Description of the task:
Your task is to reproduce exactly the lines that run from the beginning of the data through the line where "holds a mark." appears.

BEGIN The input

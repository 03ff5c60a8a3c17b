//! Engine error and move outcome types.

use derive_more::{Display, Error};
use serde::Serialize;

use crate::{Player, Position};

/// Caller contract violations.
///
/// These only arise from a bug in whatever forwards intents to the engine,
/// never from ordinary play.
#[derive(Debug, Clone, PartialEq, Eq, Display, Error)]
pub enum EngineError {
    /// An index was outside its valid range.
    #[display("Invalid {what}: {value} (must be below {limit})")]
    InvalidArgument {
        /// Which argument was wrong.
        what: &'static str,
        /// The value supplied.
        value: usize,
        /// Exclusive upper bound.
        limit: usize,
    },
}

impl EngineError {
    /// Out-of-range board cell.
    pub fn invalid_cell(value: usize) -> Self {
        Self::InvalidArgument {
            what: "cell index",
            value,
            limit: crate::BOARD_CELLS,
        }
    }

    /// Out-of-range history step.
    pub fn invalid_step(value: usize, history_len: usize) -> Self {
        Self::InvalidArgument {
            what: "history step",
            value,
            limit: history_len,
        }
    }
}

/// Why a click left the game untouched.
#[derive(Debug, Clone, Copy, PartialEq, Eq, Display, Serialize)]
pub enum IgnoreReason {
    /// The round has not been started.
    #[display("game not started")]
    NotStarted,
    /// The cell already holds a mark.
    #[display("{_0} is already occupied")]
    CellOccupied(Position),
    /// The viewed board already has a winner.
    #[display("game is already won")]
    GameOver,
}

/// Result of a click.
#[derive(Debug, Clone, Copy, PartialEq, Eq, Serialize)]
pub enum MoveOutcome {
    /// A mark was placed and appended to history.
    Placed {
        /// Where the mark went.
        position: Position,
        /// The mark placed.
        symbol: Player,
    },
    /// Nothing changed.
    Ignored(IgnoreReason),
}

impl MoveOutcome {
    /// Whether the click changed the game.
    pub fn is_placed(&self) -> bool {
        matches!(self, MoveOutcome::Placed { .. })
    }
}
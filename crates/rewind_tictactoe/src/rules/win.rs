//! Win detection logic for tic-tac-toe.

use serde::{Deserialize, Serialize};
use tracing::instrument;

use crate::{Board, Player, Position};

/// Every winning line, in the order they are checked.
///
/// Rows first, then columns, then the two diagonals. Each line lists its
/// cells in ascending index order.
pub const LINES: [[Position; 3]; 8] = [
    // Rows
    [Position::TopLeft, Position::TopCenter, Position::TopRight],
    [Position::MiddleLeft, Position::Center, Position::MiddleRight],
    [Position::BottomLeft, Position::BottomCenter, Position::BottomRight],
    // Columns
    [Position::TopLeft, Position::MiddleLeft, Position::BottomLeft],
    [Position::TopCenter, Position::Center, Position::BottomCenter],
    [Position::TopRight, Position::MiddleRight, Position::BottomRight],
    // Diagonals
    [Position::TopLeft, Position::Center, Position::BottomRight],
    [Position::TopRight, Position::Center, Position::BottomLeft],
];

/// Three identical marks in a line.
#[derive(Debug, Clone, Copy, PartialEq, Eq, Hash, Serialize, Deserialize)]
pub struct WinningLine {
    /// The mark that completed the line.
    pub symbol: Player,
    /// The cells of the line, ascending.
    pub line: [Position; 3],
}

impl WinningLine {
    /// Board indices of the line, ascending.
    pub fn indices(&self) -> [usize; 3] {
        self.line.map(Position::to_index)
    }

    /// Whether `pos` is one of the three winning cells.
    pub fn contains(&self, pos: Position) -> bool {
        self.line.contains(&pos)
    }
}

/// Returns the first completed line on the board, if any.
///
/// Total and side-effect free: an absent result means nobody has won yet.
#[instrument(skip(board))]
pub fn detect_winner(board: &Board) -> Option<WinningLine> {
    LINES.iter().find_map(|&line| {
        let [a, b, c] = line;
        let symbol = board.get(a).player()?;
        (board.get(b).player() == Some(symbol) && board.get(c).player() == Some(symbol))
            .then_some(WinningLine { symbol, line })
    })
}

#[cfg(test)]
mod tests {
    use super::*;

    fn board_of(marks: &[(usize, Player)]) -> Board {
        marks.iter().fold(Board::new(), |board, (i, player)| {
            board.with_mark(Position::ALL[*i], *player)
        })
    }

    #[test]
    fn test_no_winner_empty_board() {
        assert_eq!(detect_winner(&Board::new()), None);
    }

    #[test]
    fn test_winner_top_row() {
        let board = board_of(&[(0, Player::X), (1, Player::X), (2, Player::X)]);
        let win = detect_winner(&board).unwrap();
        assert_eq!(win.symbol, Player::X);
        assert_eq!(win.indices(), [0, 1, 2]);
    }

    #[test]
    fn test_winner_column() {
        let board = board_of(&[(1, Player::O), (4, Player::O), (7, Player::O), (0, Player::X)]);
        let win = detect_winner(&board).unwrap();
        assert_eq!(win.symbol, Player::O);
        assert_eq!(win.indices(), [1, 4, 7]);
    }

    #[test]
    fn test_winner_anti_diagonal_is_ascending() {
        let board = board_of(&[(6, Player::O), (4, Player::O), (2, Player::O)]);
        assert_eq!(detect_winner(&board).unwrap().indices(), [2, 4, 6]);
    }

    #[test]
    fn test_rows_checked_before_columns() {
        // Both the top row and the left column are X; the row wins the tie-break.
        let board = board_of(&[
            (0, Player::X),
            (1, Player::X),
            (2, Player::X),
            (3, Player::X),
            (6, Player::X),
        ]);
        assert_eq!(detect_winner(&board).unwrap().indices(), [0, 1, 2]);
    }

    #[test]
    fn test_mixed_line_does_not_win() {
        let board = board_of(&[(0, Player::X), (1, Player::O), (2, Player::X)]);
        assert_eq!(detect_winner(&board), None);
    }

    #[test]
    fn test_contains() {
        let board = board_of(&[(0, Player::X), (4, Player::X), (8, Player::X)]);
        let win = detect_winner(&board).unwrap();
        assert!(win.contains(Position::Center));
        assert!(!win.contains(Position::TopRight));
    }
}
//! Application configuration.

use derive_getters::Getters;
use derive_more::{Display, Error};
use serde::{Deserialize, Serialize};
use std::path::{Path, PathBuf};
use tracing::{debug, info, instrument};

use rewind_tictactoe::PlayerNames;

/// Settings read from `rewind.toml`.
#[derive(Debug, Clone, PartialEq, Eq, Getters, Serialize, Deserialize)]
pub struct AppConfig {
    /// Name shown for seat one.
    #[serde(default = "default_player_one")]
    player_one: String,

    /// Name shown for seat two.
    #[serde(default = "default_player_two")]
    player_two: String,

    /// Log file used while the terminal UI owns the screen.
    #[serde(default = "default_log_file")]
    log_file: PathBuf,

    /// Filter used when `RUST_LOG` is unset.
    #[serde(default = "default_log_filter")]
    log_filter: String,
}

#[instrument]
fn default_player_one() -> String {
    PlayerNames::DEFAULT_ONE.to_string()
}

#[instrument]
fn default_player_two() -> String {
    PlayerNames::DEFAULT_TWO.to_string()
}

#[instrument]
fn default_log_file() -> PathBuf {
    PathBuf::from("rewind.log")
}

#[instrument]
fn default_log_filter() -> String {
    "info".to_string()
}

impl Default for AppConfig {
    fn default() -> Self {
        Self {
            player_one: default_player_one(),
            player_two: default_player_two(),
            log_file: default_log_file(),
            log_filter: default_log_filter(),
        }
    }
}

impl AppConfig {
    /// Loads configuration from a TOML file.
    #[instrument(skip(path), fields(path = %path.as_ref().display()))]
    pub fn from_file(path: impl AsRef<Path>) -> Result<Self, ConfigError> {
        debug!("Loading config from file");
        let content = std::fs::read_to_string(path.as_ref())
            .map_err(|e| ConfigError::new(format!("Failed to read config file: {}", e)))?;

        let config: Self = toml::from_str(&content)
            .map_err(|e| ConfigError::new(format!("Failed to parse config: {}", e)))?;

        info!(player_one = %config.player_one, player_two = %config.player_two, "Config loaded");
        Ok(config)
    }

    /// Loads `path` if it exists, otherwise falls back to defaults.
    #[instrument(skip(path), fields(path = %path.display()))]
    pub fn load_or_default(path: &Path) -> Result<Self, ConfigError> {
        if path.exists() {
            Self::from_file(path)
        } else {
            debug!("Config file not found, using defaults");
            Ok(Self::default())
        }
    }

    /// Applies command-line name overrides.
    pub fn with_names(mut self, player_one: Option<String>, player_two: Option<String>) -> Self {
        if let Some(name) = player_one {
            self.player_one = name;
        }
        if let Some(name) = player_two {
            self.player_two = name;
        }
        self
    }

    /// Seat names for a new session.
    pub fn player_names(&self) -> PlayerNames {
        let mut names = PlayerNames::default();
        names.set(rewind_tictactoe::Seat::One, self.player_one.as_str());
        names.set(rewind_tictactoe::Seat::Two, self.player_two.as_str());
        names
    }
}

/// Configuration error.
#[derive(Debug, Clone, Display, Error)]
#[display("Config error: {} at {}:{}", message, file, line)]
pub struct ConfigError {
    /// Error message.
    pub message: String,
    /// Line number where error occurred.
    pub line: u32,
    /// Source file where error occurred.
    pub file: &'static str,
}

impl ConfigError {
    /// Creates a new configuration error.
    #[track_caller]
    pub fn new(message: String) -> Self {
        let loc = std::panic::Location::caller();
        Self {
            message,
            line: loc.line(),
            file: loc.file(),
        }
    }
}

END The input

Written reply:
repository 03ff5c60a8a3c17b
//! Engine error and move outcome types.

use derive_more::{Display, Error};
use serde::Serialize;

use crate::{Player, Position};

/// Caller contract violations.
///
/// These only arise from a bug in whatever forwards intents to the engine,
/// never from ordinary play.
#[derive(Debug, Clone, PartialEq, Eq, Display, Error)]
pub enum EngineError {
    /// An index was outside its valid range.
    #[display("Invalid {what}: {value} (must be below {limit})")]
    InvalidArgument {
        /// Which argument was wrong.
        what: &'static str,
        /// The value supplied.
        value: usize,
        /// Exclusive upper bound.
        limit: usize,
    },
}

impl EngineError {
    /// Out-of-range board cell.
    pub fn invalid_cell(value: usize) -> Self {
        Self::InvalidArgument {
            what: "cell index",
            value,
            limit: crate::BOARD_CELLS,
        }
    }

    /// Out-of-range history step.
    pub fn invalid_step(value: usize, history_len: usize) -> Self {
        Self::InvalidArgument {
            what: "history step",
            value,
            limit: history_len,
        }
    }
}

/// Why a click left the game untouched.
#[derive(Debug, Clone, Copy, PartialEq, Eq, Display, Serialize)]
pub enum IgnoreReason {
    /// The round has not been started.
    #[display("game not started")]
    NotStarted,
    /// The cell already holds a mark.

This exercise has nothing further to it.